DESCRIPTION OF THE TASK =>
Please transcribe each of the records exactly as given.
╔══
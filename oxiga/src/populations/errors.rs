use std::error::Error;
use std::fmt;

/// An error type indicating that the population's
/// fitness values cannot be used as selection weights.
#[derive(Debug, Clone, PartialEq)]
pub enum SelectionError {
    /// A genome carried a negative or NaN fitness.
    /// Contains the genome's index and its fitness.
    InvalidFitness(usize, f32),
}

/// An error type for complete evolutionary runs,
/// wrapping either a failure of the user's fitness
/// evaluator or a selection failure.
#[derive(Debug)]
pub enum EvolutionError<E> {
    /// The fitness evaluator failed on some genome.
    Evaluation(E),
    /// Selection could not be carried out.
    Selection(SelectionError),
}

impl fmt::Display for SelectionError {
    fn fmt(&self, f: &mut fmt::Formatter<'_>) -> fmt::Result {
        match self {
            Self::InvalidFitness(index, fitness) => write!(
                f,
                "genome {} has fitness {}, which is unusable as a selection weight",
                index, fitness
            ),
        }
    }
}

impl<E: fmt::Display> fmt::Display for EvolutionError<E> {
    fn fmt(&self, f: &mut fmt::Formatter<'_>) -> fmt::Result {
        match self {
            Self::Evaluation(e) => write!(f, "fitness evaluation failed: {}", e),
            Self::Selection(e) => write!(f, "selection failed: {}", e),
        }
    }
}

impl Error for SelectionError {}

impl<E: Error + 'static> Error for EvolutionError<E> {
    fn source(&self) -> Option<&(dyn Error + 'static)> {
        match self {
            Self::Evaluation(e) => Some(e),
            Self::Selection(e) => Some(e),
        }
    }
}

impl<E> From<SelectionError> for EvolutionError<E> {
    fn from(e: SelectionError) -> Self {
        Self::Selection(e)
    }
}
╚══
SOLUTION TO THIS TASK =>
filename oxiga/src/populations/errors.rs
use std::error::Error;
use std::fmt;

/// An error type indicating that the population's
/// fitness values cannot be used as selection weights.
#[derive(Debug, Clone, PartialEq)]
pub enum SelectionError {
    /// A genome carried a negative or NaN fitness.
    /// Contains the genome's index and its fitness.
    InvalidFitness(usize, f32),
}

/// An error type for complete evolutionary runs,
/// wrapping either a failure of the user's fitness
/// evaluator or a selection failure.
#[derive(Debug)]
pub enum EvolutionError<E> {
    /// The fitness evaluator failed on some genome.
    Evaluation(E),
    /// Selection could not be carried out.
    Selection(SelectionError),
}

impl fmt::Display for SelectionError {
    fn fmt(&self, f: &mut fmt::Formatter<'_>) -> fmt::Result {
        match self {
            Self::InvalidFitness(index, fitness) => write!(
                f,
                "genome {} has fitness {}, which is unusable as a selection weight",
                index, fitness
            ),
        }
    }
}

impl<E: fmt::Display> fmt::Display for EvolutionError<E> {
    fn fmt(&self, f: &mut fmt::Formatter<'_>) -> fmt::Result {
        match self {
            Self::Evaluation(e) => write!(f, "fitness evaluation failed: {}", e),
            Self::Selection(e) => write!(f, "selection failed: {}", e),
        }
    }
}

impl Error for SelectionError {}

impl<E: Error + 'static> Error for EvolutionError<E> {
    fn source(&self) -> Option<&(dyn Error + 'static)> {
        match self {
            Self::Evaluation(e) => Some(e),
            Self::Selection(e) => Some(e),
        }
    }
}

impl<E> From<SelectionError> for EvolutionError<E> {
    fn from(e: SelectionError) -> Self {
        Self::Selection(e)
    }
}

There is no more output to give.